El 11 de mayo de 1943, ante el bochornoso y consumado fracaso de la conferencia de Bermudas y la terrible noticia de que la insurrección del gueto de Varsovia había sido aplastada de la manera más brutal y que todos sus camaradas, incluyendo a su esposa y su hijo adolescente, habían sido masacrados por los nazis, Szmul Zygielbojm decidió suicidarse. Pero no sin antes escribir una amarga y lúcida carta que debería vivir en la memoria colectiva de la especie hasta el fin de los tiempos. Un documento desolador que contenía estas indelebles palabras:

“No puedo callar y no puedo vivir mientras mueren asesinados los vestigios del pueblo judío del que soy representante. Mis compañeros en el gueto de Varsovia cayeron con las armas en las manos, en el último gesto heroico. No pude compartir su destino — morir con ellos, como ellos— pero soy parte de ellos, pertenezco a su tumba colectiva.»

Al enterarse de su muerte, Jan Karski, aquel valiente espía polaco que le reveló a Zygielbojm y al mundo la magnitud del Holcausto, escribió:

“De todas las muertes acaecidas en esta guerra, la de Zygielbojm es, ciertamente, una de las más aterradoras, la revelación más cruda de hasta qué punto el mundo se ha vuelto frío y hostil, y las naciones y los individuos se encuentran separados por inmensos abismos de indiferencia, egoísmo y crueldad.”

Al término de la guerra, y ante las imágenes dantescas emanadas de los campos de exterminio, la humanidad se convenció a sí misma de que nada pudo hacer para evitar el Holocausto pues nada sabía de aquel crimen atroz. Pero esa no es más que una mentira cobarde, pues hombres como Karski y Zygielbojm denunciaron el exterminio del pueblo judío cuando este apenas comenzaba, y el mundo pudo haber salvado a millones de hombres, mujeres y niños de las garras de Hitler y sus esbirros. Pero, por desgracia, la comunidad internacional decidió permanecer pasiva ante el más grande crimen jamás cometido. He ahí la terrible e irrefutable realidad.

La trágica historia de Szmul Zygielbojm expone la repugnante hipocresía de la opinión pública mundial ante el destino del pueblo judío. Pues cada vez que el Estado de Israel se defiende de sus nuevos enemigos, exterminadores confesos aunque por fortuna aún impotentes, los nietos de esa misma comunidad internacional que no movió un dedo para impedir el Holocausto, lanzan alaridos histéricos y comparan los errores del ejército israelí, nada más y nada menos, que con los crímenes de los nazis.

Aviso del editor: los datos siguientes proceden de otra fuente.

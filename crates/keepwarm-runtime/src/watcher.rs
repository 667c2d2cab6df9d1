//! Activity watcher: a detached background task that reads the instance's
//! event stream and renews the idle timer on activity.
//!
//! ```text
//! start_watching(handle) ──spawn──► loop {
//!                                    open GET /global/event
//!                                    for each decoded event:
//!                                      session.updated ─► sink.record_activity()
//!                                      anything else   ─► log only
//!                                    EOF   ─► Ended  (no reconnect)
//!                                    error ─► Failed (or bounded reconnect)
//!                                  }
//! ```
//!
//! Nothing here ever reaches the request path: errors are logged and end
//! the session. There is no external cancellation; the task ends when its
//! stream does.

use std::sync::{Arc, Mutex, PoisonError};

use futures_util::StreamExt;
use keepwarm_core::defaults::EVENT_PATH;
use keepwarm_core::{Activity, Event, EventClassifier, ReconnectPolicy};
use serde::Serialize;
use tokio::task::JoinHandle;

use crate::backend::LifecycleBackend;
use crate::controller::InstanceHandle;
use crate::error::WatchError;
use crate::stream::{Decoded, decode_events};

/// Receives activity signals from the watcher.
///
/// Called inline from the decode loop, so it must be O(1) and never block.
pub trait ActivitySink: Send + Sync + 'static {
    fn record_activity(&self, handle: &InstanceHandle);
}

#[derive(Debug, Clone)]
pub struct WatchConfig {
    pub event_path: String,
    pub classifier: EventClassifier,
    pub reconnect: ReconnectPolicy,
}

impl Default for WatchConfig {
    fn default() -> Self {
        Self {
            event_path: EVENT_PATH.to_owned(),
            classifier: EventClassifier::default(),
            reconnect: ReconnectPolicy::default(),
        }
    }
}

#[derive(Debug, Default, Clone, Copy, PartialEq, Eq, Serialize)]
#[serde(rename_all = "snake_case")]
pub enum WatchPhase {
    #[default]
    Connecting,
    Streaming,
    /// Stream reached EOF.
    Ended,
    /// Connection or read error; see `error`.
    Failed,
}

impl WatchPhase {
    pub fn is_terminal(self) -> bool {
        matches!(self, Self::Ended | Self::Failed)
    }
}

/// Diagnostic view of one watch session.
#[derive(Debug, Default, Clone, PartialEq, Eq, Serialize)]
pub struct WatchStatus {
    pub phase: WatchPhase,
    pub events: u64,
    pub renewals: u64,
    /// Malformed records skipped.
    pub dropped: u64,
    pub reconnects: u32,
    #[serde(skip_serializing_if = "Option::is_none")]
    pub error: Option<String>,
}

type SharedStatus = Arc<Mutex<WatchStatus>>;

fn update(status: &SharedStatus, f: impl FnOnce(&mut WatchStatus)) {
    let mut guard = status.lock().unwrap_or_else(PoisonError::into_inner);
    f(&mut guard);
}

/// The in-flight background task and its outcome. Diagnostics only.
#[derive(Debug)]
pub struct WatchSession {
    status: SharedStatus,
    task: JoinHandle<()>,
}

impl WatchSession {
    pub fn status(&self) -> WatchStatus {
        self.status
            .lock()
            .unwrap_or_else(PoisonError::into_inner)
            .clone()
    }

    pub fn is_finished(&self) -> bool {
        self.task.is_finished()
    }
}

#[derive(Clone)]
pub struct ActivityWatcher {
    backend: Arc<dyn LifecycleBackend>,
    sink: Arc<dyn ActivitySink>,
    config: WatchConfig,
}

impl ActivityWatcher {
    pub fn new(
        backend: Arc<dyn LifecycleBackend>,
        sink: Arc<dyn ActivitySink>,
        config: WatchConfig,
    ) -> Self {
        Self {
            backend,
            sink,
            config,
        }
    }

    /// Spawn the watch loop for `handle` and return immediately.
    ///
    /// Must be called from within a tokio runtime.
    pub fn start_watching(&self, handle: InstanceHandle) -> WatchSession {
        let status = SharedStatus::default();
        let task = tokio::spawn(self.clone().run(handle, Arc::clone(&status)));
        WatchSession { status, task }
    }

    async fn run(self, handle: InstanceHandle, status: SharedStatus) {
        let mut attempt = 0u32;
        loop {
            match self.watch_once(&handle, &status).await {
                Ok(()) => {
                    tracing::info!(instance = %handle.name(), "event stream ended");
                    update(&status, |s| s.phase = WatchPhase::Ended);
                    return;
                }
                Err(e) => {
                    tracing::error!(instance = %handle.name(), "event stream connection error: {e}");
                    attempt += 1;
                    if !self.config.reconnect.allows(attempt) || !self.backend.is_running(handle.id()) {
                        update(&status, |s| {
                            s.phase = WatchPhase::Failed;
                            s.error = Some(e.to_string());
                        });
                        return;
                    }
                    let delay = self.config.reconnect.delay_for(attempt);
                    tracing::info!(
                        instance = %handle.name(),
                        attempt,
                        delay_ms = u64::try_from(delay.as_millis()).unwrap_or(u64::MAX),
                        "reconnecting to event stream"
                    );
                    update(&status, |s| s.reconnects = attempt);
                    tokio::time::sleep(delay).await;
                }
            }
        }
    }

    /// One watch session: open, drain until EOF or error.
    async fn watch_once(&self, handle: &InstanceHandle, status: &SharedStatus) -> Result<(), WatchError> {
        update(status, |s| s.phase = WatchPhase::Connecting);
        let body = self
            .backend
            .open_event_stream(handle.id(), &self.config.event_path)
            .await
            .map_err(WatchError::Connect)?;

        update(status, |s| s.phase = WatchPhase::Streaming);
        tracing::info!(instance = %handle.name(), path = %self.config.event_path, "watching instance events");

        let mut events = Box::pin(decode_events(body));
        while let Some(item) = events.next().await {
            match item? {
                Decoded::Event(event) => self.on_event(handle, &event, status),
                Decoded::Malformed(err) => {
                    tracing::debug!(instance = %handle.name(), "skipping malformed event record: {err}");
                    update(status, |s| s.dropped += 1);
                }
            }
        }
        Ok(())
    }

    fn on_event(&self, handle: &InstanceHandle, event: &Event, status: &SharedStatus) {
        let activity = self.config.classifier.classify(event);
        if activity == Activity::Renew {
            self.sink.record_activity(handle);
            tracing::info!(instance = %handle.name(), "renewed instance activity timeout");
        }
        match activity {
            Activity::Quiet => {
                tracing::trace!(
                    instance = %handle.name(),
                    kind = %event.kind,
                    activity = activity.as_str(),
                    "instance event"
                );
            }
            Activity::Renew | Activity::Observe => {
                tracing::info!(
                    instance = %handle.name(),
                    kind = %event.kind,
                    activity = activity.as_str(),
                    payload = %event.payload,
                    "instance event"
                );
            }
        }
        update(status, |s| {
            s.events += 1;
            if activity == Activity::Renew {
                s.renewals += 1;
            }
        });
    }
}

Así pues, la existencia del Estado de Israel, esa patria en la que los judíos finalmente viven seguros y no son una minoría oprimida, está moral y sólidamente justificada no solamente por las atrocidades que el mundo cometió en contra del pueblo judío durante milenios y que desembocaron en ese crimen de crímenes que fue el Holocausto. Sino también por su imperdonable pasividad durante los tenebrosos años de la “solución final” y su actual, escandalosa, hipocresía.